▸ What you should do: Using the material that follows, identify and copy each line with the string "format".

▸ Data provided:
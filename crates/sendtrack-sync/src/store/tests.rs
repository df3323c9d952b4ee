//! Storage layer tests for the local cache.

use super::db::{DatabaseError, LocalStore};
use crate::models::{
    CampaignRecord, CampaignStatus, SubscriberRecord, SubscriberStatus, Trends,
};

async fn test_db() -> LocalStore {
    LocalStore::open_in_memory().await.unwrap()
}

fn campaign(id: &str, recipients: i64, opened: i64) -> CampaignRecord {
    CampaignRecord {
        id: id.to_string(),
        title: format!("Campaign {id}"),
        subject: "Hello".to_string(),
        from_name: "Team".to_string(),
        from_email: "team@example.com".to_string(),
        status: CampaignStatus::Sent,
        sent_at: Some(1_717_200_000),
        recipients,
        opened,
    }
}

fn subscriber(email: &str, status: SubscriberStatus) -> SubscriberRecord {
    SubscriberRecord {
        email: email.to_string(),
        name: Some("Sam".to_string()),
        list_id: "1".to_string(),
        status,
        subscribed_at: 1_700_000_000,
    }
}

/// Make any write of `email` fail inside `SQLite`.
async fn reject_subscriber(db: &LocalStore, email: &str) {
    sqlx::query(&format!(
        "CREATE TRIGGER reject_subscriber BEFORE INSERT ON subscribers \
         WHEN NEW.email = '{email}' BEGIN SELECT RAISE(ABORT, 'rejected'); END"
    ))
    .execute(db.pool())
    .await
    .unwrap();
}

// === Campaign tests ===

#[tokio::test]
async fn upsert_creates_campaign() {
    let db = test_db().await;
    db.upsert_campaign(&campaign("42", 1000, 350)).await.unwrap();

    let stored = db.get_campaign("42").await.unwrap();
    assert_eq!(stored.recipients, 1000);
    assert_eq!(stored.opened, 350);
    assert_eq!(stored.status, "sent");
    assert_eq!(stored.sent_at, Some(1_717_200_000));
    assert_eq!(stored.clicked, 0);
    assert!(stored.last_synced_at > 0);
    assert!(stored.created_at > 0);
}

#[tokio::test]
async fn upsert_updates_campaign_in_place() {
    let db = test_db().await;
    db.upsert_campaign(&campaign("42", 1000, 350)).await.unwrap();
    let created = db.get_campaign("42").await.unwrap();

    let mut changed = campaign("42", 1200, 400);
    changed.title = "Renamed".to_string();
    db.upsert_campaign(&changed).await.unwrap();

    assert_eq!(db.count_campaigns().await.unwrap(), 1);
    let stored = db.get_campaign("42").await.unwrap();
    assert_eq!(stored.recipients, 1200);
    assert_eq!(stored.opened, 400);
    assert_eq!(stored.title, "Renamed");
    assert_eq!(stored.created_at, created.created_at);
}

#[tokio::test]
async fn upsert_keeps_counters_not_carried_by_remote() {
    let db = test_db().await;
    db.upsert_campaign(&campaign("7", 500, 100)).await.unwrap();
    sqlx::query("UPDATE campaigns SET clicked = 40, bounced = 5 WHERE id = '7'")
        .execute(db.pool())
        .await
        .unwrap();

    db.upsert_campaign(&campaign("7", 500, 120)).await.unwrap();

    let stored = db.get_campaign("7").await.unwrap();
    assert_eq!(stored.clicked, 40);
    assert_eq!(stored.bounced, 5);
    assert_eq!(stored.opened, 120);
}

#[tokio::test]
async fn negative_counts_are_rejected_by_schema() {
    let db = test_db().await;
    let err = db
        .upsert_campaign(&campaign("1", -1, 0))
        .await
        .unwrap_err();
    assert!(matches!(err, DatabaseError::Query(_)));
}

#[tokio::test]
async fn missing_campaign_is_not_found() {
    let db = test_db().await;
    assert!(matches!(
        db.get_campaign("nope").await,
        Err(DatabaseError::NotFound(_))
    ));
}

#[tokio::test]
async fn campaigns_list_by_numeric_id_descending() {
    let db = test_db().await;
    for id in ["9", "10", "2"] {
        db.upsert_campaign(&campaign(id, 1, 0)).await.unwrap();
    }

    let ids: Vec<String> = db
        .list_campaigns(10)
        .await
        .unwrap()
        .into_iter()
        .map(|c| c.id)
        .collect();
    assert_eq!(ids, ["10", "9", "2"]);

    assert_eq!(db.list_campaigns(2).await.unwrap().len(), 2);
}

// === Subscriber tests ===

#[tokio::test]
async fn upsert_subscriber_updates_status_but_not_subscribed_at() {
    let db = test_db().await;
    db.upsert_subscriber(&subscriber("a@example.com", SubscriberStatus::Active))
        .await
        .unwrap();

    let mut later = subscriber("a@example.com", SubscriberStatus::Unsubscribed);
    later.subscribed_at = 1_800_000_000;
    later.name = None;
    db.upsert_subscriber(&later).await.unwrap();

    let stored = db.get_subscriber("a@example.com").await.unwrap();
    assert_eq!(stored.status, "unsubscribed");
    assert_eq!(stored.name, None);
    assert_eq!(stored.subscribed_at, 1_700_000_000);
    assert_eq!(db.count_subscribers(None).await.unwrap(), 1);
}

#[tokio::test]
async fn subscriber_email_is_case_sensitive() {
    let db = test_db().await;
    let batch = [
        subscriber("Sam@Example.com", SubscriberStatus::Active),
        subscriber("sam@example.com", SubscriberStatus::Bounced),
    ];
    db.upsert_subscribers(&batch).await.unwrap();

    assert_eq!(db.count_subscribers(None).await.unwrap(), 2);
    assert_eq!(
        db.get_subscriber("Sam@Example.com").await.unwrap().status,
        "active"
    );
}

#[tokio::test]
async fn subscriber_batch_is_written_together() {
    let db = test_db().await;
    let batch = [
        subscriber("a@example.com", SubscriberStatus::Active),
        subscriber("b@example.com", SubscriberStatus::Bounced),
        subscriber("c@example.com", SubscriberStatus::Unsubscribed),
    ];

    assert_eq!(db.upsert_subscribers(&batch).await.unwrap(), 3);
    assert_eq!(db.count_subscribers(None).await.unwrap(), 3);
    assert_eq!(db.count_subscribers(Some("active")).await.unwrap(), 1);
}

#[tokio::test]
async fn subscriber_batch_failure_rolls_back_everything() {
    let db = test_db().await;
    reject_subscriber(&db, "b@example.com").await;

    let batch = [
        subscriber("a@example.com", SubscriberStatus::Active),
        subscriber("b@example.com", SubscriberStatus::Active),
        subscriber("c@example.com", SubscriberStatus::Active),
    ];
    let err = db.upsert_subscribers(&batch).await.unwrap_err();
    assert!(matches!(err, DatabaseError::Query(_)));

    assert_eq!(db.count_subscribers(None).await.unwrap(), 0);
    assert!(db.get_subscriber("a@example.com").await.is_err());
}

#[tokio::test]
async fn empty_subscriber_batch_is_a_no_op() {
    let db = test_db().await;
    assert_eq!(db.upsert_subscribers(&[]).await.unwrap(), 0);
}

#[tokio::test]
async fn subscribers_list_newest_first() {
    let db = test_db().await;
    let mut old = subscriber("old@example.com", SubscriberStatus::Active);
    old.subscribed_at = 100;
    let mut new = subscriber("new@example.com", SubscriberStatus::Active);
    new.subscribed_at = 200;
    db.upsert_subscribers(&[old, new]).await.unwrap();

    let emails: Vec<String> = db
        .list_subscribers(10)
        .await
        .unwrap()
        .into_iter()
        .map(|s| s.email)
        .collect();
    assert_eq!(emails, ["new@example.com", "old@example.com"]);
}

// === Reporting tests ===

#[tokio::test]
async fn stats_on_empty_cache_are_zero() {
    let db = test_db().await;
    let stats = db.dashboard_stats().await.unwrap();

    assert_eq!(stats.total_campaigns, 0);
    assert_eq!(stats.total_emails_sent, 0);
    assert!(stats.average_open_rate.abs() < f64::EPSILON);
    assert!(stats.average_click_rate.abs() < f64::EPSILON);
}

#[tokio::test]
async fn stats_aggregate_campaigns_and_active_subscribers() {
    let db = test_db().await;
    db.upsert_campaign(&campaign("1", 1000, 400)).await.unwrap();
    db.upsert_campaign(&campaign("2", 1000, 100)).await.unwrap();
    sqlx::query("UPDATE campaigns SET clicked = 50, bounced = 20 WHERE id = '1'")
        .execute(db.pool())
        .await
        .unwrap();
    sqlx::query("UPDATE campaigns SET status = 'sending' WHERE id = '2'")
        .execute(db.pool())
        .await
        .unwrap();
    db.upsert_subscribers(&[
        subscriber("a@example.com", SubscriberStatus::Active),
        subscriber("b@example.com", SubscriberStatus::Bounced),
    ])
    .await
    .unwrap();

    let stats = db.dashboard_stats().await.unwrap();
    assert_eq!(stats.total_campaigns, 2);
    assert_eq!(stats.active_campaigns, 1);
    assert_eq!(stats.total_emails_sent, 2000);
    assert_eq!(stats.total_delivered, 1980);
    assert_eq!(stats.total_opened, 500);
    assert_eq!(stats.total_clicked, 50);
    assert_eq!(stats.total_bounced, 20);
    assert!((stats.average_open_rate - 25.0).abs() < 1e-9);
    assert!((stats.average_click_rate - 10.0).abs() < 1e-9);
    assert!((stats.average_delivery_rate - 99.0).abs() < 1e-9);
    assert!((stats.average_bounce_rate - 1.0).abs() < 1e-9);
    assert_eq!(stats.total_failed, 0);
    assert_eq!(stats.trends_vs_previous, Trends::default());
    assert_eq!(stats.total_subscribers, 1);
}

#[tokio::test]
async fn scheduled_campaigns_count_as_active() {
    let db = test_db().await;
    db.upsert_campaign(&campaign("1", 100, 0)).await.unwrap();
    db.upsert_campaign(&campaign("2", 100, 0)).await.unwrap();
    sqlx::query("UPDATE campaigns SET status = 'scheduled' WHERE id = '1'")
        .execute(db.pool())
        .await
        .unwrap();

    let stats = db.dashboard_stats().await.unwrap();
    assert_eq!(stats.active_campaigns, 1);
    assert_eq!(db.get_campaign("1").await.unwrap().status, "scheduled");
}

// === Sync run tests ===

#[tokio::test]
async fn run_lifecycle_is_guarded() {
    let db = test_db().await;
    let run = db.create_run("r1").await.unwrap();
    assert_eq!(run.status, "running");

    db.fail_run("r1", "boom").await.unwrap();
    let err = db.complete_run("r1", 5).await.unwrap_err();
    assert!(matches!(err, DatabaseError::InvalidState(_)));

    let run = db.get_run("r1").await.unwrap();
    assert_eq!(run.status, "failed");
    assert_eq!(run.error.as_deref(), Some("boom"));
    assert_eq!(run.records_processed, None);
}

▸ Written response:
        title: format!("Campaign {id}"),
    sqlx::query(&format!(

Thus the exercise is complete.